Commanders and leaders
- Petro Doroshenko Ivan Sirko Hnat Ulanovsky: Petro Sukhovy Krim Giray Murza Batyrcha (WIA)

Strength
- Unknown: Unknown

Casualties and losses
- Unknown: Entire force defected 4,000+ killed

= Siege of Chyhyryn =

The siege of Chyhyryn was conducted by Sukhovy with his Crimean Tatar allies to consolidate power over Right-Bank Ukraine and take over Left-Bank against his rival Doroshenko who was supported by Ivan Sirko, from December 1668 to January 1669.

== Prelude ==

Petro Sukhovy rose to power with the support of his Tatar allies in the Right-Bank and declared himself as Hetman. Doroshenko sent Sirko to 4 campaigns into Crimea with the goal of weakening Sukhovy's allies. After Sirko caused great damage and killed many Tatars in his campaigns, killing 3,000 and capturing 500 Tatars in his third campaign, threatening and damaging Bakhchysarai during his fourth campaign. Doroshenko wanted to make peace with Tatars in exchange for handing over traitor Sukhovy, Tatars were only willing agree in exchange for handing over Sirko, but it was not possible to achieve peace on these conditions.

== Siege ==

On December, 1668, Sukhovy and his Tatar allies besieged Chyhyryn, where Doroshenko was holding defense. In January 1669, Krim-Giray left part of Tatar army led by Murza Batyrcha outside of Chyhyryn and departed to Crimea. Sirko didn't go to Crimea this time and acted together with Doroshenko.

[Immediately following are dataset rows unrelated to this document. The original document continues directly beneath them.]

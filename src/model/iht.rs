//! Group IHT model implementation.
//!
//! High-level wrapper around [`SoftmaxModel`] with training, prediction and
//! selection reporting.

use ndarray::{Array1, Array2, ArrayView1, ArrayView2};

use crate::data::{DatasetError, EncodedDataset};
use crate::repr::SoftmaxModel;
use crate::training::{Diagnostic, IhtTrainer, MetricFn, RoundRecord, TrainError};

use super::{GroupIhtConfig, SelectionSummary};

/// Trained group-sparse softmax classifier.
///
/// # Example
///
/// ```
/// use catiht::model::{GroupIhtConfig, GroupIhtModel};
/// use catiht::testing::SyntheticCategorical;
/// use catiht::training::MulticlassAccuracy;
///
/// let data = SyntheticCategorical::new(&[2, 3, 3, 2], 2)
///     .informative(&[1])
///     .generate(200, 11)
///     .unwrap();
///
/// let config = GroupIhtConfig::builder()
///     .sparsity(1)
///     .n_epochs(50)
///     .learning_rate(1.0)
///     .build()
///     .unwrap();
/// let model = GroupIhtModel::train(&data, None, config).unwrap();
///
/// assert_eq!(model.selected_features(), vec![1]);
/// let acc = model.evaluate(&data, &MulticlassAccuracy).unwrap();
/// assert!(acc > 0.5);
/// ```
#[derive(Debug, Clone)]
pub struct GroupIhtModel {
    model: SoftmaxModel,
    history: Vec<RoundRecord>,
    diagnostics: Vec<Diagnostic>,
    config: GroupIhtConfig,
}

impl GroupIhtModel {
    /// Train a new model.
    ///
    /// # Arguments
    ///
    /// * `train` - Training rows
    /// * `eval` - Optional held-out rows, scored every round
    /// * `config` - Validated training configuration
    pub fn train(
        train: &EncodedDataset,
        eval: Option<&EncodedDataset>,
        config: GroupIhtConfig,
    ) -> Result<Self, TrainError> {
        let outcome = IhtTrainer::new(config.to_params()).train(train, eval)?;
        Ok(Self {
            model: outcome.model,
            history: outcome.history,
            diagnostics: outcome.diagnostics,
            config,
        })
    }

    // =========================================================================
    // Accessors
    // =========================================================================

    pub fn model(&self) -> &SoftmaxModel {
        &self.model
    }

    pub fn config(&self) -> &GroupIhtConfig {
        &self.config
    }

    /// Per-round training record.
    pub fn history(&self) -> &[RoundRecord] {
        &self.history
    }

    pub fn diagnostics(&self) -> &[Diagnostic] {
        &self.diagnostics
    }

    /// Original features the model uses, ascending.
    pub fn selected_features(&self) -> Vec<usize> {
        self.model.selected_features()
    }

    pub fn feature_importances(&self) -> Array1<f64> {
        self.model.feature_importances()
    }

    // =========================================================================
    // Prediction
    // =========================================================================

    /// Class probabilities, shape `[n_rows, n_classes]`.
    pub fn predict_proba(&self, features: ArrayView2<'_, f64>) -> Result<Array2<f64>, DatasetError> {
        self.check_columns(features.ncols())?;
        Ok(self.model.predict_proba(features))
    }

    /// Most probable class per row.
    pub fn predict(&self, features: ArrayView2<'_, f64>) -> Result<Vec<usize>, DatasetError> {
        self.check_columns(features.ncols())?;
        Ok(self.model.predict(features))
    }

    /// Score `dataset` with `metric`, unweighted.
    pub fn evaluate(&self, dataset: &EncodedDataset, metric: &impl MetricFn) -> Result<f64, DatasetError> {
        if dataset.n_classes() != self.model.n_classes() {
            return Err(DatasetError::ClassCountMismatch {
                expected: self.model.n_classes(),
                got: dataset.n_classes(),
            });
        }
        let probabilities = self.predict_proba(dataset.features())?;
        Ok(metric.compute(probabilities.view(), dataset.labels(), ArrayView1::from(&[] as &[f64])))
    }

    /// Selection result in serializable form.
    pub fn summary(&self) -> SelectionSummary {
        SelectionSummary {
            selected: self.selected_features(),
            importances: self.feature_importances().to_vec(),
            history: self.history.clone(),
            diagnostics: self.diagnostics.clone(),
        }
    }

    fn check_columns(&self, got: usize) -> Result<(), DatasetError> {
        let expected = self.model.n_columns();
        if got != expected {
            return Err(DatasetError::ColumnMismatch { expected, got });
        }
        Ok(())
    }
}

#[cfg(test)]
mod tests {
    use super::*;
    use crate::testing::SyntheticCategorical;
    use crate::training::{MulticlassAccuracy, MulticlassLogLoss};

    fn config(sparsity: usize) -> GroupIhtConfig {
        GroupIhtConfig::builder()
            .sparsity(sparsity)
            .n_epochs(30)
            .learning_rate(1.0)
            .build()
            .unwrap()
    }

    #[test]
    fn train_and_summarize() {
        let data = SyntheticCategorical::new(&[3, 3, 2], 3)
            .informative(&[2])
            .generate(150, 3)
            .unwrap();
        let model = GroupIhtModel::train(&data, Some(&data), config(1)).unwrap();

        assert_eq!(model.history().len(), 30);
        assert!(model.history().iter().all(|r| r.held_out_accuracy.is_some()));

        let summary = model.summary();
        assert_eq!(summary.selected, model.selected_features());
        assert_eq!(summary.importances.len(), 3);
        assert!(summary.diagnostics.is_empty());
    }

    #[test]
    fn evaluate_rejects_wrong_shape() {
        let data = SyntheticCategorical::new(&[2, 2], 2).generate(40, 1).unwrap();
        let other = SyntheticCategorical::new(&[3], 2).generate(10, 1).unwrap();
        let model = GroupIhtModel::train(&data, None, config(1)).unwrap();

        let err = model.evaluate(&other, &MulticlassAccuracy).unwrap_err();
        assert_eq!(err, DatasetError::ColumnMismatch { expected: 4, got: 3 });

        let loss = model.evaluate(&data, &MulticlassLogLoss).unwrap();
        assert!(loss.is_finite() && loss >= 0.0);
    }

    #[test]
    fn evaluate_rejects_wrong_class_count() {
        let data = SyntheticCategorical::new(&[2, 2], 2).generate(40, 1).unwrap();
        let three_class = SyntheticCategorical::new(&[2, 2], 3).generate(30, 1).unwrap();
        let model = GroupIhtModel::train(&data, None, config(1)).unwrap();

        let err = model.evaluate(&three_class, &MulticlassAccuracy).unwrap_err();
        assert_eq!(err, DatasetError::ClassCountMismatch { expected: 2, got: 3 });
    }

    #[test]
    fn oversized_sparsity_keeps_diagnostic() {
        let data = SyntheticCategorical::new(&[2, 2], 2).generate(40, 2).unwrap();
        let model = GroupIhtModel::train(&data, None, config(5)).unwrap();
        assert_eq!(
            model.diagnostics(),
            &[Diagnostic::SparsityExceedsFeatureCount {
                sparsity: 5,
                n_features: 2
            }]
        );
    }
}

Sukhovy and Batyrcha retreated to the town of Olkhovets, where they suffered a crushing defeat to Ivan Sirko and Colonel Ulanovsky. Sukhovy fled with 5–15 of his men, while the remaining Tatars fled to Crimea.

== Aftermath ==

4,000 Tatars were killed in battle with Ivan Sirko and Colonel Ulanovsky. Sukhovy's Cossacks defected to Sirko's side. This defeat undermined Sukhovy's position and he later lost his position as Hetman the same year, with pro-Polish Mykhailo Khanenko rising to prominence in the Right-Bank.